ASUS Prime B560M-K

The ASUS Prime B560M-K is the most basic of the Prime series models, with a very minimalistic looking PCB, and focuses on just the basics. The design follows the typical Prime series black and silver color scheme, including a patterned PCB and a small silver power delivery and chipset heatsink pairing. ASUS also cuts down the memory slots to two from four on the other Prime B560 models. It is however advertising an 8-phase power delivery and requires a single 8-pin 12 ATX CPU power cable to provide power to the processor.

Located in the center of the board is a single full-length PCIe 4.0 x16 slot, with two PCIe 3.0 x1 slots sitting beneath it. For storage, the ASUS Prime B560M-K includes two M.2 slots with one operating at PCIe 4.0 x4 and the second at PCIe 3.0 x4/SATA. There's a total of six SATA ports, which all include straight-angled connectors, and allow for users to install RAID 0, 1, 5, and 10 arrays. In the top right-hand corner are two memory slots, with support for up to DDR4-5000 and a total capacity of 64 GB.

Although we don't have an image of the rear panel at the time of writing, we know the ASUS Prime B560M-K includes one HDMI and one D-Sub video output. It also hasthree 3.5 mm audio jacks powered by a Realtek ALC897 HD audio codec, as well as a single Intel I219-V Gigabit Ethernet controller. There's a PS/2 combo port for legacy peripherals, while the board also has four USB 3.2 G1 Type-A and two USB 2.0 ports.

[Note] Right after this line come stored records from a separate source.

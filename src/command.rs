//! Request-to-command compiler
//!
//! Translates a [`RequestSpec`] into the argv for a remote curl invocation.
//! Pure and deterministic: the same spec always compiles to the same tokens.
//!
//! Output shape (flags in fixed order, extra flags last so they can
//! override):
//!
//! ```text
//! curl -sS -D - [-L] -X METHOD [-H "Content-Type: application/json"]
//!      [-H "Name: value"]... [--data-binary BODY] [-k] [--max-time N]
//!      [extra_flags...] URL -w "\nCURLSTATUS:%{http_code}\n"
//! ```
//!
//! `-D -` dumps one header block per hop to stdout ahead of the body; the
//! `-w` write-out appends the status marker after everything else. Together
//! they let the parser locate block boundaries and the end of the body.

use url::Url;

use crate::error::InvalidRequestError;
use crate::request::{Body, ParamValue, RequestSpec};

/// Marker string curl is told to emit after the body, followed by the
/// numeric `%{http_code}` (curl prints `000` when no response arrived).
pub const STATUS_MARKER: &str = "CURLSTATUS:";

/// The curl `-w` template producing the marker line.
const WRITE_OUT: &str = "\nCURLSTATUS:%{http_code}\n";

/// Compile a request spec into curl argv tokens.
///
/// Tokens are unquoted; shell quoting happens where the argv is joined into
/// a single remote command line at the session boundary.
pub fn build(spec: &RequestSpec) -> Result<Vec<String>, InvalidRequestError> {
    validate_retry_settings(spec)?;

    let url = effective_url(spec)?;

    let mut argv: Vec<String> = ["curl", "-sS", "-D", "-"]
        .iter()
        .map(|s| s.to_string())
        .collect();

    if spec.follow_redirects {
        argv.push("-L".to_string());
    }
    argv.push("-X".to_string());
    argv.push(spec.method.as_str().to_string());

    let body = match &spec.body {
        Body::Empty => None,
        Body::Raw(s) => Some(s.clone()),
        Body::Json(value) => {
            // serde_json's default map is BTreeMap-backed, so key order is
            // stable across builds.
            let serialized = serde_json::to_string(value)
                .map_err(|e| InvalidRequestError::BodySerialize(e.to_string()))?;
            if !spec.has_header("content-type") {
                argv.push("-H".to_string());
                argv.push("Content-Type: application/json".to_string());
            }
            Some(serialized)
        }
    };

    for (name, value) in &spec.headers {
        validate_header(name, value)?;
        argv.push("-H".to_string());
        argv.push(format!("{}: {}", name, value));
    }

    if let Some(body) = body {
        argv.push("--data-binary".to_string());
        argv.push(body);
    }

    if !spec.verify_tls {
        argv.push("-k".to_string());
    }

    if let Some(timeout) = spec.timeout {
        if timeout.is_zero() {
            return Err(InvalidRequestError::ZeroTimeout);
        }
        argv.push("--max-time".to_string());
        argv.push(format!("{}", timeout.as_secs_f64()));
    }

    argv.extend(spec.extra_flags.iter().cloned());

    argv.push(url);
    argv.push("-w".to_string());
    argv.push(WRITE_OUT.to_string());

    Ok(argv)
}

/// The request URL with query parameters merged in.
///
/// Pre-existing query pairs survive unless the spec supplies the same key;
/// spec-supplied values win on collision.
pub(crate) fn effective_url(spec: &RequestSpec) -> Result<String, InvalidRequestError> {
    if spec.url.is_empty() {
        return Err(InvalidRequestError::EmptyUrl);
    }
    let mut url =
        Url::parse(&spec.url).map_err(|_| InvalidRequestError::InvalidUrl(spec.url.clone()))?;
    if !matches!(url.scheme(), "http" | "https") {
        return Err(InvalidRequestError::InvalidUrl(spec.url.clone()));
    }

    if !spec.params.is_empty() {
        let existing: Vec<(String, String)> = url
            .query_pairs()
            .map(|(k, v)| (k.into_owned(), v.into_owned()))
            .collect();
        let mut pairs = url.query_pairs_mut();
        pairs.clear();
        for (k, v) in existing.iter().filter(|(k, _)| !spec.params.contains_key(k)) {
            pairs.append_pair(k, v);
        }
        for (k, v) in &spec.params {
            match v {
                ParamValue::One(value) => {
                    pairs.append_pair(k, value);
                }
                ParamValue::Many(values) => {
                    for value in values {
                        pairs.append_pair(k, value);
                    }
                }
            }
        }
        drop(pairs);
    }

    Ok(url.to_string())
}

fn validate_retry_settings(spec: &RequestSpec) -> Result<(), InvalidRequestError> {
    if spec.backoff_factor < 0.0 || !spec.backoff_factor.is_finite() {
        return Err(InvalidRequestError::NegativeBackoff);
    }
    if let Some(cap) = spec.max_backoff {
        if cap <= 0.0 || !cap.is_finite() {
            return Err(InvalidRequestError::NonPositiveMaxBackoff);
        }
    }
    Ok(())
}

fn validate_header(name: &str, value: &str) -> Result<(), InvalidRequestError> {
    let tainted = |s: &str| s.chars().any(|c| c.is_ascii_control());
    if name.is_empty() || tainted(name) || tainted(value) {
        return Err(InvalidRequestError::HeaderNotTokenSafe(name.to_string()));
    }
    Ok(())
}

ASUS Prime B560M-A AC & B560M-A ASUS TUF Gaming B560-Plus WIFI
Comments Locked

59 Comments

View All Comments

  • FriendlySeaCow - Monday, March 29, 2021 - link

    The MSI MPG B560I Gaming Edge Wi-Fi has been announced and its features fully released, so you can update that page. Incidentally, there's also a typo in the MSI table, where you have "ATX" instead of "ITX" under the Size Column for the B560I.

    Looks like a really nice board: https://www.msi.com/Motherboard/MPG-B560I-GAMING-E...
  • Jorgp2 - Monday, March 29, 2021 - link

    Why didn't they enable the full 8 sata ports for this chipset, X299 is dead anyway.
  • Linustechtips12#6900xt - Thursday, April 8, 2021 - link

    because who uses 8 freaking sata ports at a time, i think the MAX I've ever used is 4
  • Mr Perfect - Monday, March 29, 2021 - link

    Nice round up. Any chance you'll do something similar for H570? They don't seem to cost much more, but have some additional chipset features.
  • Scour - Monday, March 29, 2021 - link

    B560 also with 6x SATA, PCIe 4.0 and also on ATX-boards, sound good for me.
  • sheltem - Monday, March 29, 2021 - link

    According to this Reddit post, the Asrock B560 ITX has pretty good VRM's:
    https://www.reddit.com/r/intel/comments/lao3ym/z59...
  • BrokenCrayons - Monday, March 29, 2021 - link

    Finally some decently priced motherboards are getting attention they deserve! I'm really happy to see and read about hardware in a price segment I would actually buy and use.
  • evilpaul666 - Monday, March 29, 2021 - link

    The 10/11 series would be so much more interesting if it had ECC support.
  • jrbales@outlook.com - Monday, March 29, 2021 - link

    I'm in the process of building a new system for my sister. Bought the ASUS Prime B560M-A at a price competitive with the B460 boards. A very nice mATX board that was nice to work with. One observation and one question. I bought the optional Intel WIFI card & antenna kit to use with the WIFI bracket. On the plus side, it works great and I didn't have to run ethernet cable across the room I was building it in. The negative is that the WIFI bracket has to be attached to the motherboard, using really tiny screws from the rear of the board. That probably took the longest thing in the build as I'd have to try to balance the MB, keep the bracket in place over the holes and the card inserted in the slot, while keeping the tiny screws on the screwdriver long enough to screw in. Now for the question. It involves the first M.2 slot, above the GPU. It's PCIE 4.0. According to everything printed by ASUS, if you use a 10th generation CPU, the slot is disabled, leaving only the second M.2 beneath the GPU. I understand the part about needing an 11th gen CPU to get PCIE 4, but shouldn't the first slot support a PCIE 3.0 M.2 SSD? I'm used to these slots being backward compatible and on my AMD X570 board, you can use either PCIE 3 or 4 SSDs in both slots. Does anyone knows if the B56s0 slot 1 is backward compatible?
  • mobilefrenzy - Tuesday, March 30, 2021 - link

    M.2 Slot 1 on B560 and Z590 mobos don't work with 10th gen CPUs, as they don't have the additional PCIe lanes to enable them.